>>>

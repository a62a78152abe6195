//! 主题和样式定义

use std::sync::atomic::{AtomicU8, Ordering};

use ratatui::style::{Color, Modifier, Style};
use serde::{Deserialize, Serialize};
use site_console_core::{NoticeLevel, PublicationState};

// 默认为 0 (Dark)，相应地，1 为 Light
static CURRENT_THEME: AtomicU8 = AtomicU8::new(0);

/// 主题枚举
#[derive(Debug, Clone, Copy, Default, PartialEq, Eq, Serialize, Deserialize)]
#[serde(rename_all = "lowercase")]
pub enum Theme {
    #[default]
    Dark,
    Light,
}

/// 设置当前主题
pub fn set_theme(theme: Theme) {
    let index = match theme {
        Theme::Dark => 0,
        Theme::Light => 1,
    };
    CURRENT_THEME.store(index, Ordering::SeqCst);
}

/// 获取当前主题的颜色方案
pub fn colors() -> ThemeColors {
    match CURRENT_THEME.load(Ordering::SeqCst) {
        0 => ThemeColors::dark(),
        _ => ThemeColors::light(),
    }
}

/// 主题颜色
#[derive(Debug, Clone)]
pub struct ThemeColors {
    pub fg: Color,
    pub border: Color,
    pub border_focused: Color,
    pub highlight: Color,
    pub selected_fg: Color,
    pub success: Color,
    pub warning: Color,
    pub error: Color,
    pub muted: Color,
}

impl ThemeColors {
    /// 深色主题
    pub fn dark() -> Self {
        Self {
            fg: Color::Rgb(212, 212, 212),
            border: Color::Rgb(62, 62, 62),
            border_focused: Color::Rgb(0, 122, 204),
            highlight: Color::Rgb(0, 122, 204),
            selected_fg: Color::White,
            success: Color::Rgb(78, 201, 176),
            warning: Color::Rgb(206, 145, 120),
            error: Color::Rgb(244, 135, 113),
            muted: Color::Rgb(128, 128, 128),
        }
    }

    /// 浅色主题
    pub fn light() -> Self {
        Self {
            fg: Color::Rgb(51, 51, 51),
            border: Color::Rgb(204, 204, 204),
            border_focused: Color::Rgb(0, 102, 204),
            highlight: Color::Rgb(0, 102, 204),
            selected_fg: Color::Black,
            success: Color::Rgb(34, 134, 58),
            warning: Color::Rgb(176, 136, 0),
            error: Color::Rgb(215, 58, 73),
            muted: Color::Rgb(128, 128, 128),
        }
    }

    /// 发布状态徽标颜色
    pub fn publication(&self, state: PublicationState) -> Color {
        match state {
            PublicationState::Published | PublicationState::Validated => self.success,
            PublicationState::Invalid => self.error,
            PublicationState::AwaitingValidation | PublicationState::NotStarted => self.muted,
        }
    }

    pub fn notice(&self, level: NoticeLevel) -> Color {
        match level {
            NoticeLevel::Success => self.success,
            NoticeLevel::Warning => self.warning,
            NoticeLevel::Error => self.error,
        }
    }
}

/// 常用样式
pub struct Styles;

impl Styles {
    pub fn border(focused: bool) -> Style {
        let c = colors();
        Style::default().fg(if focused { c.border_focused } else { c.border })
    }

    /// 标题样式
    pub fn title() -> Style {
        Style::default()
            .fg(colors().fg)
            .add_modifier(Modifier::BOLD)
    }

    pub fn label() -> Style {
        Style::default().fg(colors().muted)
    }

    /// 状态栏样式
    pub fn statusbar() -> Style {
        let c = colors();
        Style::default().bg(c.highlight).fg(c.selected_fg)
    }

    /// 快捷键提示样式
    pub fn hint_key() -> Style {
        Style::default()
            .fg(Color::Yellow)
            .add_modifier(Modifier::BOLD)
    }

    /// 快捷键说明样式
    pub fn hint_desc() -> Style {
        Style::default().fg(Color::Rgb(180, 180, 180))
    }

    /// 不可用的控件
    pub fn disabled() -> Style {
        Style::default()
            .fg(colors().muted)
            .add_modifier(Modifier::DIM)
    }
}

<<<

**Directions for this task**
Show each line of the material holding "Serialize".

**Result of the task**
use serde::{Deserialize, Serialize};
#[derive(Debug, Clone, Copy, Default, PartialEq, Eq, Serialize, Deserialize)]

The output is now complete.